_Data records:_
== Segment start ==

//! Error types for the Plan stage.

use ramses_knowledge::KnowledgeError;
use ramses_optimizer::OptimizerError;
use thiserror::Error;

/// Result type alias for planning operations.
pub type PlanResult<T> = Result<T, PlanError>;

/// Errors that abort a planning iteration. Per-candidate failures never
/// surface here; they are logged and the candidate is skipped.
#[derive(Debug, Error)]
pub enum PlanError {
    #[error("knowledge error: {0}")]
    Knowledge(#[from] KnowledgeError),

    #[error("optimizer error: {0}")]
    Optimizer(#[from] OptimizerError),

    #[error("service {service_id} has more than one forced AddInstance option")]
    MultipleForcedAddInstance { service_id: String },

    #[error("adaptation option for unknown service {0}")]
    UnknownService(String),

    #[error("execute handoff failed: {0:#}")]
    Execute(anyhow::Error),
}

== Segment end ==
== Segment start ==

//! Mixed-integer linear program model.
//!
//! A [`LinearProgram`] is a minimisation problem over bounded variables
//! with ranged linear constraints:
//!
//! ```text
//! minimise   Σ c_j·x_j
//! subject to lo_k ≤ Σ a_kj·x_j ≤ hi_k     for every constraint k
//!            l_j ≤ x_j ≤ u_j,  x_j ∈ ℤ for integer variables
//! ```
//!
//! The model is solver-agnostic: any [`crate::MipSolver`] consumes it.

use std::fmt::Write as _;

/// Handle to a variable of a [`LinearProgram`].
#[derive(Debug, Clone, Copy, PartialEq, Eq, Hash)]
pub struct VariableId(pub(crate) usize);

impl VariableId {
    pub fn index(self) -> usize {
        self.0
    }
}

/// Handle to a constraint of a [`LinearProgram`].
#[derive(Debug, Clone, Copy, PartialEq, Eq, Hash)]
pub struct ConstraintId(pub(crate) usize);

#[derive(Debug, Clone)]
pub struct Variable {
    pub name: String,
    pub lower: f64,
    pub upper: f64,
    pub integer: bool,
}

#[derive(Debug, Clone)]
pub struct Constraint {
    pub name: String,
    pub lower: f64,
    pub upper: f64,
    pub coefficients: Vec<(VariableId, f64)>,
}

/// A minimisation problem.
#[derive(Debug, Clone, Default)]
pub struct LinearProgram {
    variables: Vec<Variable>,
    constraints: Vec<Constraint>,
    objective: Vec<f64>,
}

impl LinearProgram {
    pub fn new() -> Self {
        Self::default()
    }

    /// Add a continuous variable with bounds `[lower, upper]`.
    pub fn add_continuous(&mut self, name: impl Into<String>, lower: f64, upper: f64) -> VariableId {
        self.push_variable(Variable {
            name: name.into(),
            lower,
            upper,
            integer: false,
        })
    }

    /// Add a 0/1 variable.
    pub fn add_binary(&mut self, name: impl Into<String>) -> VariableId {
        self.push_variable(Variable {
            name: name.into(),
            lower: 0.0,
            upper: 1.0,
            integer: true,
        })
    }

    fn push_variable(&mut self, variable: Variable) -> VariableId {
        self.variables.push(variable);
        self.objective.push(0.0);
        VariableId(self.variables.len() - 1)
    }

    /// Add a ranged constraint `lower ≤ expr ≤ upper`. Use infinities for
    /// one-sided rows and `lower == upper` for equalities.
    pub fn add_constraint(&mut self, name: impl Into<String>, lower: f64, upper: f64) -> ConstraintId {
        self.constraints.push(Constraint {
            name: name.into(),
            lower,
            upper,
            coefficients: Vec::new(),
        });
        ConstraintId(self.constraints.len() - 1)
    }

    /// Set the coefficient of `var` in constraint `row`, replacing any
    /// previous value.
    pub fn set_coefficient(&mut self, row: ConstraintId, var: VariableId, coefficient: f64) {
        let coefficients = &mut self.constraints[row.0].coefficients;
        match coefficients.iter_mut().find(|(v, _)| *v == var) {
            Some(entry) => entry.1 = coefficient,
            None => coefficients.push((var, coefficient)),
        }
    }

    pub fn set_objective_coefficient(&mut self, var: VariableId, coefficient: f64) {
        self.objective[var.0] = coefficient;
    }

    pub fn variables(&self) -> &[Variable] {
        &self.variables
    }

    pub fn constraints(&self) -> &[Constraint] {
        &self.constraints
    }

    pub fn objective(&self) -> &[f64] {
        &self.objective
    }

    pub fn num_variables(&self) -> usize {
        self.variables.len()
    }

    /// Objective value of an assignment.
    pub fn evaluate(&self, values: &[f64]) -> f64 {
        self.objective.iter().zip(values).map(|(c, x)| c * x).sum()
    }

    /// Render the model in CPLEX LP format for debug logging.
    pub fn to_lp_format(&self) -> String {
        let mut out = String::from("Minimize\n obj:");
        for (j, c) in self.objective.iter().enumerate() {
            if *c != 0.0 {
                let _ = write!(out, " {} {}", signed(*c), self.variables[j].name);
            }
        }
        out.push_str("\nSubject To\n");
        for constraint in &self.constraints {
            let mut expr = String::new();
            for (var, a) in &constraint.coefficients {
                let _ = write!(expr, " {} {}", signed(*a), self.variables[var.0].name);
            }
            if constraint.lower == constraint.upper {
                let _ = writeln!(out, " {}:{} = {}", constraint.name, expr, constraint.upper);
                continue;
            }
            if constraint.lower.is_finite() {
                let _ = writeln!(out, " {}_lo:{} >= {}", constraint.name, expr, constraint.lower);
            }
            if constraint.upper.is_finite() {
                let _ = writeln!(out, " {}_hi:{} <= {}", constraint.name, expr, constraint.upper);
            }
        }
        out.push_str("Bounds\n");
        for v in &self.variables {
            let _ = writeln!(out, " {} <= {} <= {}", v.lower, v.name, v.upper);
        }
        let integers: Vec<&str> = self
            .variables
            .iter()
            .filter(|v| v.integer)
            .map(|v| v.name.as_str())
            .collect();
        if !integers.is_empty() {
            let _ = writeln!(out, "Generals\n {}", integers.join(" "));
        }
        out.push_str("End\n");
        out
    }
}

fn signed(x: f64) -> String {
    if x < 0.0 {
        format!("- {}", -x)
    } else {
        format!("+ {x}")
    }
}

== Segment end ==
== Segment start ==

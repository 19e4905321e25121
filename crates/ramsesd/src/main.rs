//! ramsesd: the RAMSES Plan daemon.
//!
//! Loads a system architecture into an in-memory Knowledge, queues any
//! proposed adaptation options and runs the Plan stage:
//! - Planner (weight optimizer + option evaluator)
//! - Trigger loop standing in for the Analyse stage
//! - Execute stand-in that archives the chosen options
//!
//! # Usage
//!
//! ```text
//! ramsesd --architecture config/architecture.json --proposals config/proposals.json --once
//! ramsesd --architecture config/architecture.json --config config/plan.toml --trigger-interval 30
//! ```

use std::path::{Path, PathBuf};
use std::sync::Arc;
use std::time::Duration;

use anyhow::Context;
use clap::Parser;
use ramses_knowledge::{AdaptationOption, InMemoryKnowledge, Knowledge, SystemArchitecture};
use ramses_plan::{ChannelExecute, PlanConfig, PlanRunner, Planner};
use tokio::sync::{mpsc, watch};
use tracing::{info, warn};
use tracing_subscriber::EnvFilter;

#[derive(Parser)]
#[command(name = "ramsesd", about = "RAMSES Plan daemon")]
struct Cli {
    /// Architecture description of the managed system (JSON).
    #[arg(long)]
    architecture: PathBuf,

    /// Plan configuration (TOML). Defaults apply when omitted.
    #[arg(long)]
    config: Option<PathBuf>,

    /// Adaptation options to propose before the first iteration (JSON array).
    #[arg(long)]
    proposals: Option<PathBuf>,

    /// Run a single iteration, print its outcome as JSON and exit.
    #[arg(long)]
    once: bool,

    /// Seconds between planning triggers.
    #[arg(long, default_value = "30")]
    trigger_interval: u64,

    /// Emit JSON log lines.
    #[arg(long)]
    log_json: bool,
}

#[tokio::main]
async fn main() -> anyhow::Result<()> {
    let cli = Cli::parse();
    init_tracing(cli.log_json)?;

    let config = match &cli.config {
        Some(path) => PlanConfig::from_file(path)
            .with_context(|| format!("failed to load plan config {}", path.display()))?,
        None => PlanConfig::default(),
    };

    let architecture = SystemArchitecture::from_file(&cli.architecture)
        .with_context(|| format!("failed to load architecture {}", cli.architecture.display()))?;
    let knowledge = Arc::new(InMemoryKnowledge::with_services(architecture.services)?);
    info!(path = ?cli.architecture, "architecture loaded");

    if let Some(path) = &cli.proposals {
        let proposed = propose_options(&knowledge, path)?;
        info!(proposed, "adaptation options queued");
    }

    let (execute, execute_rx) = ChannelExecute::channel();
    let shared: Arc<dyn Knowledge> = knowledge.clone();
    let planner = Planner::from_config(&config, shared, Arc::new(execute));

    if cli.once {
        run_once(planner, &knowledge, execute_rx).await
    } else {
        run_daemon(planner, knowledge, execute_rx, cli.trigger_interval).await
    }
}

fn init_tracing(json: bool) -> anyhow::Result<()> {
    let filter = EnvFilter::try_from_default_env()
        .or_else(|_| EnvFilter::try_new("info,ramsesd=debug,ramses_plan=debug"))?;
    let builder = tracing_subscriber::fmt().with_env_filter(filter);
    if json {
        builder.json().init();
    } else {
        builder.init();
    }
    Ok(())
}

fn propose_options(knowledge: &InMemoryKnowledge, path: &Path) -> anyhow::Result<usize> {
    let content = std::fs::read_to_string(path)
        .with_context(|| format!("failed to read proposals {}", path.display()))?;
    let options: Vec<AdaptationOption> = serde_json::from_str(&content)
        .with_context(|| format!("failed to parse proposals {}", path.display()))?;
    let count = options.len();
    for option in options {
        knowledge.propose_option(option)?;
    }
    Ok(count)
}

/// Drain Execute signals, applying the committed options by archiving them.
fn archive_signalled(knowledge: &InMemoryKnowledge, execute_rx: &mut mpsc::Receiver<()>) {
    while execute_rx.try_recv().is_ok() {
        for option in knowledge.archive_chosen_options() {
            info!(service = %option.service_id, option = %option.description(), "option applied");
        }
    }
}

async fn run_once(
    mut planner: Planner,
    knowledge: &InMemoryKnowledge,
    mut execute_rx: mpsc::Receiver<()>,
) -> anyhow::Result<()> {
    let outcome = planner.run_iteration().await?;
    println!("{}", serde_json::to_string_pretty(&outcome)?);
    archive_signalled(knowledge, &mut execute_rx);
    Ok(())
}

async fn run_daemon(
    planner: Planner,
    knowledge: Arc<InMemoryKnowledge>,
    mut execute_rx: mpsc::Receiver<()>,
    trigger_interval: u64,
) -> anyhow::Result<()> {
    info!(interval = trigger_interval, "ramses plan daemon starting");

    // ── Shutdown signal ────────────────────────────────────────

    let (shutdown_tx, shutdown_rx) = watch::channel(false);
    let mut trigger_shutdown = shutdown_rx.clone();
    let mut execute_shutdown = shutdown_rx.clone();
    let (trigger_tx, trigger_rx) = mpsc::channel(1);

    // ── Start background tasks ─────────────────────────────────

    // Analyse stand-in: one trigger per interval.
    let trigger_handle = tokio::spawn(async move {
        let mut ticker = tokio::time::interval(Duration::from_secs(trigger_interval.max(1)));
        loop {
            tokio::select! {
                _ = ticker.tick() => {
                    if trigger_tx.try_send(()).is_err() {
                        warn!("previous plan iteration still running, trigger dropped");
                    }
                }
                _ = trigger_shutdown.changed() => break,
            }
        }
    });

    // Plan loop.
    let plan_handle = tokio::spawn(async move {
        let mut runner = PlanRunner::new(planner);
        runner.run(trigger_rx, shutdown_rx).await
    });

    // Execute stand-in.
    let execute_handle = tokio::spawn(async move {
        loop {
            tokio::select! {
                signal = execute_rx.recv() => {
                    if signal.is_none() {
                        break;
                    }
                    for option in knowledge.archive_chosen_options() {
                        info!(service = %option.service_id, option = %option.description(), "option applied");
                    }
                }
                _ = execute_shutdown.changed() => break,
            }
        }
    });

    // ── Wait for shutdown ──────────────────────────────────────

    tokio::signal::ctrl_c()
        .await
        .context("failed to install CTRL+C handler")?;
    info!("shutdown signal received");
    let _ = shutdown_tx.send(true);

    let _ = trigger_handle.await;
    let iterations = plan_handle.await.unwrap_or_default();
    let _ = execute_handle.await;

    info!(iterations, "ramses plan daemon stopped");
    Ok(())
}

== Segment end ==

In the listing above, count each line that holds the word "planning" and report the number alone.

_Answer space:_
3